## Task details
Could you return all of the data exactly as given?

## Collected data entries
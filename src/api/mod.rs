//! HTTP layer: configuration, server startup, routing, and handlers.

mod handlers;
pub mod routes;
mod state;


use std::net::{IpAddr, Ipv4Addr, SocketAddr};

use axum::ServiceExt;
use axum::extract::Request;
use miette::Diagnostic;
use thiserror::Error;
use tracing::info;
use tracing_subscriber::{layer::SubscriberExt, util::SubscriberInitExt};

use crate::db::Database;

pub use handlers::{DeleteResponse, ErrorResponse, ProductPayload, ProductResponse};
pub use state::AppState;

/// Errors that stop the server from running.
#[derive(Error, Diagnostic, Debug)]
pub enum ApiError {
    #[error("Failed to bind {addr}: {source}")]
    #[diagnostic(
        code(product_api::api::bind),
        help("Is another process already listening on this address?")
    )]
    Bind {
        addr: SocketAddr,
        #[source]
        source: std::io::Error,
    },

    #[error("Server error: {0}")]
    #[diagnostic(code(product_api::api::serve))]
    Serve(#[source] std::io::Error),
}

/// API server configuration
#[derive(Debug, Clone)]
pub struct Config {
    /// Host address to bind to
    pub host: IpAddr,
    /// Port to listen on
    pub port: u16,
    /// Log verbosity (0 = warn, 1 = info, 2 = debug, 3+ = trace)
    pub verbosity: u8,
    /// Serve OpenAPI documentation at /docs
    pub enable_docs: bool,
}

impl Default for Config {
    fn default() -> Self {
        Self {
            host: IpAddr::V4(Ipv4Addr::UNSPECIFIED),
            port: 8080,
            verbosity: 0,
            enable_docs: false,
        }
    }
}

impl Config {
    /// Address the listener binds to.
    pub fn socket_addr(&self) -> SocketAddr {
        SocketAddr::new(self.host, self.port)
    }
}

/// Default tracing filter for a verbosity level, used when RUST_LOG is unset.
pub(crate) fn default_filter(verbosity: u8) -> String {
    let level = match verbosity {
        0 => "warn",
        1 => "info",
        2 => "debug",
        _ => "trace",
    };
    format!("product_api={level},tower_http={level}")
}

/// Initialize tracing subscriber with env filter
fn init_tracing(verbosity: u8) {
    // A subscriber may already be installed (e.g. by an embedding binary)
    let _ = tracing_subscriber::registry()
        .with(
            tracing_subscriber::EnvFilter::try_from_default_env()
                .unwrap_or_else(|_| default_filter(verbosity).into()),
        )
        .with(tracing_subscriber::fmt::layer())
        .try_init();
}

/// Run the API server with the given configuration and database.
///
/// Serves until the process is terminated; there is no graceful shutdown.
pub async fn run<D: Database + 'static>(config: Config, db: D) -> Result<(), ApiError> {
    init_tracing(config.verbosity);

    let app = routes::create_app(AppState::new(db), config.enable_docs);

    let addr = config.socket_addr();
    let listener = tokio::net::TcpListener::bind(addr)
        .await
        .map_err(|source| ApiError::Bind { addr, source })?;
    info!("API server listening on http://{}", addr);

    axum::serve(listener, ServiceExt::<Request>::into_make_service(app))
        .await
        .map_err(ApiError::Serve)?;
    Ok(())
}
use std::sync::atomic::{AtomicBool, Ordering};
use std::sync::OnceLock;

/// A process-wide interrupt flag, set by the SIGINT handler and polled at
/// every cooperative cancellation point (approval prompt, batch loop,
/// subagent wait, the outer iterative loop). This is the one legitimate
/// global the design calls for (spec.md §9): it must be reachable from
/// signal-handler context, where threading a value through is not an
/// option.
pub type InterruptFlag = &'static AtomicBool;

static INTERRUPT: OnceLock<AtomicBool> = OnceLock::new();

/// Returns the process-wide interrupt flag, initializing it to `false` on
/// first access.
pub fn interrupt_flag() -> InterruptFlag {
    INTERRUPT.get_or_init(|| AtomicBool::new(false))
}

/// Installs a SIGINT handler that sets the interrupt flag and returns
/// immediately — no unwinding happens inside the handler itself, every
/// blocking site polls the flag cooperatively at its own pace. Safe to
/// call more than once; only the first installation takes effect.
///
/// Uses the `ctrlc` crate rather than a hand-rolled `sigaction` so this
/// crate's `#![deny(unsafe_code)]` holds; the subagent supervisor's use of
/// `SIGTERM`/`SIGKILL` against *children* is a separate, unrelated concern
/// handled in `ralph-subagent`.
///
/// # Panics
///
/// Panics if the underlying signal handler cannot be installed (e.g. a
/// platform without SIGINT support); this is treated as a startup-time
/// configuration error, not a recoverable runtime condition.
pub fn install_sigint_handler() {
    static INSTALLED: OnceLock<()> = OnceLock::new();
    INSTALLED.get_or_init(|| {
        let flag = interrupt_flag();
        ctrlc::set_handler(move || {
            flag.store(true, Ordering::SeqCst);
        })
        .expect("failed to install SIGINT handler");
    });
}

/// Clears the interrupt flag. Called once a pending interrupt has been
/// consumed (e.g. by the batch executor filling remaining slots with
/// `interrupted` results).
pub fn clear_interrupt(flag: InterruptFlag) {
    flag.store(false, Ordering::SeqCst);
}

## Result of this task
filename src/api/mod.rs
//! HTTP layer: configuration, server startup, routing, and handlers.

mod handlers;
pub mod routes;
mod state;


use std::net::{IpAddr, Ipv4Addr, SocketAddr};

use axum::ServiceExt;
use axum::extract::Request;
use miette::Diagnostic;
use thiserror::Error;
use tracing::info;
use tracing_subscriber::{layer::SubscriberExt, util::SubscriberInitExt};

use crate::db::Database;

pub use handlers::{DeleteResponse, ErrorResponse, ProductPayload, ProductResponse};
pub use state::AppState;

/// Errors that stop the server from running.
#[derive(Error, Diagnostic, Debug)]
pub enum ApiError {
    #[error("Failed to bind {addr}: {source}")]
    #[diagnostic(
        code(product_api::api::bind),
        help("Is another process already listening on this address?")
    )]
    Bind {
        addr: SocketAddr,
        #[source]
        source: std::io::Error,
    },

    #[error("Server error: {0}")]
    #[diagnostic(code(product_api::api::serve))]
    Serve(#[source] std::io::Error),
}

/// API server configuration
#[derive(Debug, Clone)]
pub struct Config {
    /// Host address to bind to
    pub host: IpAddr,
    /// Port to listen on
    pub port: u16,
    /// Log verbosity (0 = warn, 1 = info, 2 = debug, 3+ = trace)
    pub verbosity: u8,
    /// Serve OpenAPI documentation at /docs
    pub enable_docs: bool,
}

impl Default for Config {
    fn default() -> Self {
        Self {
            host: IpAddr::V4(Ipv4Addr::UNSPECIFIED),
            port: 8080,
            verbosity: 0,
            enable_docs: false,
        }
    }
}

impl Config {
    /// Address the listener binds to.
    pub fn socket_addr(&self) -> SocketAddr {
        SocketAddr::new(self.host, self.port)
    }
}

/// Default tracing filter for a verbosity level, used when RUST_LOG is unset.
pub(crate) fn default_filter(verbosity: u8) -> String {
    let level = match verbosity {
        0 => "warn",
        1 => "info",
        2 => "debug",
        _ => "trace",
    };
    format!("product_api={level},tower_http={level}")
}

/// Initialize tracing subscriber with env filter
fn init_tracing(verbosity: u8) {
    // A subscriber may already be installed (e.g. by an embedding binary)
    let _ = tracing_subscriber::registry()
        .with(
            tracing_subscriber::EnvFilter::try_from_default_env()
                .unwrap_or_else(|_| default_filter(verbosity).into()),
        )
        .with(tracing_subscriber::fmt::layer())
        .try_init();
}

/// Run the API server with the given configuration and database.
///
/// Serves until the process is terminated; there is no graceful shutdown.
pub async fn run<D: Database + 'static>(config: Config, db: D) -> Result<(), ApiError> {
    init_tracing(config.verbosity);

    let app = routes::create_app(AppState::new(db), config.enable_docs);

    let addr = config.socket_addr();
    let listener = tokio::net::TcpListener::bind(addr)
        .await
        .map_err(|source| ApiError::Bind { addr, source })?;
    info!("API server listening on http://{}", addr);

    axum::serve(listener, ServiceExt::<Request>::into_make_service(app))
        .await
        .map_err(ApiError::Serve)?;
    Ok(())
}
use std::sync::atomic::{AtomicBool, Ordering};
use std::sync::OnceLock;

/// A process-wide interrupt flag, set by the SIGINT handler and polled at
/// every cooperative cancellation point (approval prompt, batch loop,
/// subagent wait, the outer iterative loop). This is the one legitimate
/// global the design calls for (spec.md §9): it must be reachable from
/// signal-handler context, where threading a value through is not an
/// option.
pub type InterruptFlag = &'static AtomicBool;

static INTERRUPT: OnceLock<AtomicBool> = OnceLock::new();

/// Returns the process-wide interrupt flag, initializing it to `false` on
/// first access.
pub fn interrupt_flag() -> InterruptFlag {
    INTERRUPT.get_or_init(|| AtomicBool::new(false))
}

/// Installs a SIGINT handler that sets the interrupt flag and returns
/// immediately — no unwinding happens inside the handler itself, every
/// blocking site polls the flag cooperatively at its own pace. Safe to
/// call more than once; only the first installation takes effect.
///
/// Uses the `ctrlc` crate rather than a hand-rolled `sigaction` so this
/// crate's `#![deny(unsafe_code)]` holds; the subagent supervisor's use of
/// `SIGTERM`/`SIGKILL` against *children* is a separate, unrelated concern
/// handled in `ralph-subagent`.
///
/// # Panics
///
/// Panics if the underlying signal handler cannot be installed (e.g. a
/// platform without SIGINT support); this is treated as a startup-time
/// configuration error, not a recoverable runtime condition.
pub fn install_sigint_handler() {
    static INSTALLED: OnceLock<()> = OnceLock::new();
    INSTALLED.get_or_init(|| {
        let flag = interrupt_flag();
        ctrlc::set_handler(move || {
            flag.store(true, Ordering::SeqCst);
        })
        .expect("failed to install SIGINT handler");
    });
}

/// Clears the interrupt flag. Called once a pending interrupt has been
/// consumed (e.g. by the batch executor filling remaining slots with
/// `interrupted` results).
pub fn clear_interrupt(flag: InterruptFlag) {
    flag.store(false, Ordering::SeqCst);
}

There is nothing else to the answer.